→ **Available data**
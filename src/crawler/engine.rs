//! Session orchestration
//!
//! [`Engine::run`] drives one crawl session end to end:
//!
//! 1. Open the session and the store
//! 2. Re-check the limits the engine cannot run without
//! 3. Fan out one task per source through the [`WorkerPool`]; each task cleans
//!    and validates its own candidates under its worker slot
//! 4. Classify and commit every accepted candidate as results stream in
//! 5. Close the session and write its report and exports

use crate::config::{check_runtime_limits, snapshot, Config};
use crate::crawler::{
    Classification, Deduplicator, HttpLinkChecker, LinkChecker, RetryPolicy, Screened, SessionManager,
    SessionOutcome, SourceTask, TaskResult, TaskSummary, Validator, Verdict, WorkerPool, ENGINE_SOURCE,
};
use crate::output::{write_session_exports, write_session_report, ExportedRecord};
use crate::source::{build_http_client, SourceRegistry};
use crate::state::{SessionStatus, SessionTotals};
use crate::storage::{open_storage, PersistenceGateway, ScrapeErrorRecord, SqliteStorage};
use crate::{ConfigError, Result};
use std::path::{Path, PathBuf};
use std::sync::{Arc, Mutex};
use std::time::{Duration, Instant};
use tokio::sync::mpsc;
use tokio_util::sync::CancellationToken;
use tracing::{debug, error, info, info_span, warn, Instrument};

/// What a session produced
#[derive(Debug, Clone)]
pub struct CrawlResult {
    pub session_id: String,
    pub status: SessionStatus,
    pub totals: SessionTotals,
    pub duration_ms: u64,
    /// One entry per source task, in completion order
    pub tasks: Vec<TaskSummary>,
    /// The session's error log
    pub errors: Vec<ScrapeErrorRecord>,
    /// Set when the session aborted before dispatch
    pub fatal_error: Option<String>,
    /// True when nothing was written to the store
    pub dry_run: bool,
    /// Every committed candidate with its classification, in commit order
    pub records: Vec<ExportedRecord>,
    pub report_path: Option<PathBuf>,
    /// JSON and CSV exports written next to the report
    pub export_paths: Vec<PathBuf>,
}

/// What the consumer saw of the task results
#[derive(Debug, Default)]
struct TaskTally {
    succeeded: usize,
    failed: usize,
    records: Vec<ExportedRecord>,
}

/// Per-session commit stage shared by every candidate
struct Pipeline<'a> {
    gateway: &'a PersistenceGateway,
    dedup: Deduplicator,
    cancel: &'a CancellationToken,
}

/// Crawl engine over a fixed set of sources
pub struct Engine {
    config: Config,
    config_hash: String,
    registry: SourceRegistry,
    link_checker: Option<Arc<dyn LinkChecker>>,
    store: Option<Arc<Mutex<SqliteStorage>>>,
    cancel: CancellationToken,
}

impl Engine {
    /// Creates an engine crawling the sources declared in `config`
    ///
    /// # Arguments
    ///
    /// * `config` - Validated configuration
    /// * `config_hash` - Hash of the options file, recorded on the session
    ///
    /// # Returns
    ///
    /// * `Ok(Engine)` - Engine ready to run
    /// * `Err(VespersError)` - A source or the HTTP client could not be built
    pub fn new(config: Config, config_hash: String) -> Result<Self> {
        let registry = SourceRegistry::from_config(&config)?;
        let mut engine = Self::with_registry(config, config_hash, registry);

        if engine.config.engine.validate_urls && engine.config.engine.live_check_urls {
            let timeout = Duration::from_secs(engine.config.retry.task_timeout_secs);
            let client = build_http_client(&engine.config.user_agent, timeout)?;
            engine.link_checker = Some(Arc::new(HttpLinkChecker::new(client)));
        }

        Ok(engine)
    }

    /// Creates an engine over an explicit set of sources
    ///
    /// No live link checker is installed; see [`Engine::with_link_checker`].
    pub fn with_registry(config: Config, config_hash: String, registry: SourceRegistry) -> Self {
        Self {
            config,
            config_hash,
            registry,
            link_checker: None,
            store: None,
            cancel: CancellationToken::new(),
        }
    }

    /// Replaces the live link checker used when `live-check-urls` is on
    pub fn with_link_checker(mut self, checker: Arc<dyn LinkChecker>) -> Self {
        self.link_checker = Some(checker);
        self
    }

    /// Runs sessions against an already open store instead of `database.path`
    pub fn with_store(mut self, store: Arc<Mutex<SqliteStorage>>) -> Self {
        self.store = Some(store);
        self
    }

    /// Uses an externally owned cancellation signal
    pub fn with_cancellation(mut self, token: CancellationToken) -> Self {
        self.cancel = token;
        self
    }

    /// Signal that stops dispatch of new tasks for the running session
    pub fn cancellation_token(&self) -> CancellationToken {
        self.cancel.clone()
    }

    pub fn registry(&self) -> &SourceRegistry {
        &self.registry
    }

    pub fn config(&self) -> &Config {
        &self.config
    }

    /// Runs one crawl session
    ///
    /// Per-source and per-candidate failures never fail this call; they end up
    /// in the session's totals and error log. A configuration problem or an
    /// unreachable store closes the session `failed` before any task starts.
    ///
    /// # Returns
    ///
    /// * `Ok(CrawlResult)` - The closed session
    /// * `Err(VespersError)` - The options could not be snapshotted, or the session
    ///   lifecycle was violated
    pub async fn run(&self) -> Result<CrawlResult> {
        let started = Instant::now();
        let mut session = SessionManager::open(&self.config_hash, snapshot(&self.config)?);
        let span = info_span!("session", id = %session.id());

        async move {
            let dry_run = !self.config.engine.save_to_database;
            info!(sources = self.registry.len(), dry_run, "Starting crawl session");

            let gateway = match self.connect(&mut session) {
                Ok(gateway) => gateway,
                Err(message) => return self.abort(session, message, started),
            };

            if let Err(e) = self.preflight() {
                return self.abort(session, e.to_string(), started);
            }

            session.mark_running()?;

            let policy = RetryPolicy::from_config(&self.config.retry);
            let cancel = self.cancel.child_token();
            let live = if self.config.engine.live_check_urls {
                self.link_checker.clone()
            } else {
                None
            };
            let validator = Validator::new(self.config.engine.validate_urls, live, policy, cancel.clone());
            let pipeline = Pipeline {
                gateway: &gateway,
                dedup: Deduplicator::new(self.config.engine.enable_duplicate_detection),
                cancel: &cancel,
            };

            let limit = self.config.engine.max_concurrent_scrapers as usize;
            let pool = WorkerPool::new(limit, policy, cancel.clone()).with_validator(Arc::new(validator));
            let tasks: Vec<SourceTask> = self.registry.iter().cloned().map(SourceTask::new).collect();

            let (tx, rx) = mpsc::channel(limit.max(1) * 2);
            let (summaries, mut tally) = tokio::join!(
                pool.run_streaming(tasks, tx),
                consume(rx, &mut session, &pipeline)
            );

            let outcome = SessionOutcome::Finished {
                succeeded: tally.succeeded,
                failed: tally.failed,
                interrupted: cancel.is_cancelled(),
            };
            let status = session.close(outcome)?;
            let records = std::mem::take(&mut tally.records);

            Ok(self.finish(session, status, summaries, records, None, started))
        }
        .instrument(span)
        .await
    }

    /// Opens the store and writes the session row
    fn connect(&self, session: &mut SessionManager) -> std::result::Result<Arc<PersistenceGateway>, String> {
        let store = match &self.store {
            Some(store) => Arc::clone(store),
            None => {
                let path = Path::new(&self.config.database.path);
                let busy_timeout = Duration::from_millis(self.config.database.busy_timeout_ms);
                let store = open_storage(path, busy_timeout)
                    .map_err(|e| format!("store unavailable at {}: {}", path.display(), e))?;
                Arc::new(Mutex::new(store))
            }
        };
        let gateway = Arc::new(PersistenceGateway::new(store, self.config.engine.save_to_database));

        session
            .attach(Arc::clone(&gateway))
            .map_err(|e| format!("cannot record session in store: {}", e))?;
        Ok(gateway)
    }

    /// Checks the limits the engine cannot run without
    fn preflight(&self) -> std::result::Result<(), ConfigError> {
        check_runtime_limits(&self.config.engine, &self.config.retry)?;
        if self.registry.is_empty() {
            return Err(ConfigError::Validation("no sources registered".to_string()));
        }
        Ok(())
    }

    /// Closes a session that could not start
    fn abort(&self, mut session: SessionManager, message: String, started: Instant) -> Result<CrawlResult> {
        error!(error = %message, "Session aborted before dispatch");
        session.log_error(ENGINE_SOURCE, None, "config", &message);
        let status = session.close(SessionOutcome::Fatal(message.clone()))?;
        Ok(self.finish(session, status, Vec::new(), Vec::new(), Some(message), started))
    }

    fn finish(
        &self,
        session: SessionManager,
        status: SessionStatus,
        tasks: Vec<TaskSummary>,
        records: Vec<ExportedRecord>,
        fatal_error: Option<String>,
        started: Instant,
    ) -> CrawlResult {
        let mut result = CrawlResult {
            session_id: session.id().to_string(),
            status,
            totals: session.totals(),
            duration_ms: started.elapsed().as_millis() as u64,
            tasks,
            errors: session.errors().to_vec(),
            fatal_error,
            dry_run: !self.config.engine.save_to_database,
            records,
            report_path: None,
            export_paths: Vec::new(),
        };

        let output_dir = Path::new(&self.config.engine.output_dir);
        match write_session_report(output_dir, &result) {
            Ok(path) => result.report_path = Some(path),
            Err(e) => warn!(error = %e, "Cannot write session report"),
        }
        match write_session_exports(output_dir, &result) {
            Ok(paths) => result.export_paths = paths,
            Err(e) => warn!(error = %e, "Cannot write session exports"),
        }

        result
    }
}

/// Drains task results, committing every accepted candidate
async fn consume(
    mut results: mpsc::Receiver<TaskResult>,
    session: &mut SessionManager,
    pipeline: &Pipeline<'_>,
) -> TaskTally {
    let mut tally = TaskTally::default();

    while let Some(result) = results.recv().await {
        match result.outcome {
            Ok(screened) => {
                tally.succeeded += 1;
                for item in screened {
                    if let Some(record) = process_candidate(item, session, pipeline) {
                        tally.records.push(record);
                    }
                }
            }
            Err(e) => {
                tally.failed += 1;
                session.log_error(&result.source_id, e.url(), e.kind(), &e.to_string());
                session.record(SessionTotals::error());
            }
        }
    }

    tally
}

/// Books one screened candidate; returns its export row once committed
fn process_candidate(item: Screened, session: &mut SessionManager, pipeline: &Pipeline<'_>) -> Option<ExportedRecord> {
    let Screened { candidate, verdict } = item;
    let source = candidate.source_id.clone();
    let url = candidate.source_url.clone();

    if let Verdict::Reject { reason, detail } = verdict {
        warn!(source = %source, reason = reason.code(), detail = %detail, "Candidate rejected");
        session.log_error(&source, url.as_deref(), "validation", &format!("{}: {}", reason, detail));
        session.record(SessionTotals::error());
        return None;
    }

    if session.store_lost() {
        session.log_error(&source, url.as_deref(), "persistence", "store unavailable");
        session.record(SessionTotals::error());
        return None;
    }

    match pipeline.gateway.commit(&candidate, &pipeline.dedup, session.id()) {
        Ok(classification) => {
            debug!(
                source = %source,
                name = %candidate.name,
                outcome = classification.label(),
                "Candidate committed"
            );
            session.record(match classification {
                Classification::New(_) => SessionTotals::new_record(),
                Classification::Duplicate { .. } => SessionTotals::duplicate_record(),
                Classification::Update { .. } => SessionTotals::updated_record(),
            });
            Some(ExportedRecord::new(&candidate, &classification))
        }
        Err(e) => {
            error!(source = %source, name = %candidate.name, error = %e, "Commit failed");
            session.storage_failure(&e);
            if session.store_lost() {
                pipeline.cancel.cancel();
            }
            session.log_error(&source, url.as_deref(), "persistence", &e.to_string());
            session.record(SessionTotals::error());
            None
        }
    }
}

→ **Assignment**
A line in the material may hold the string "configuration". Report how many do, and write only the number.

→ **Solution to the exercise**
2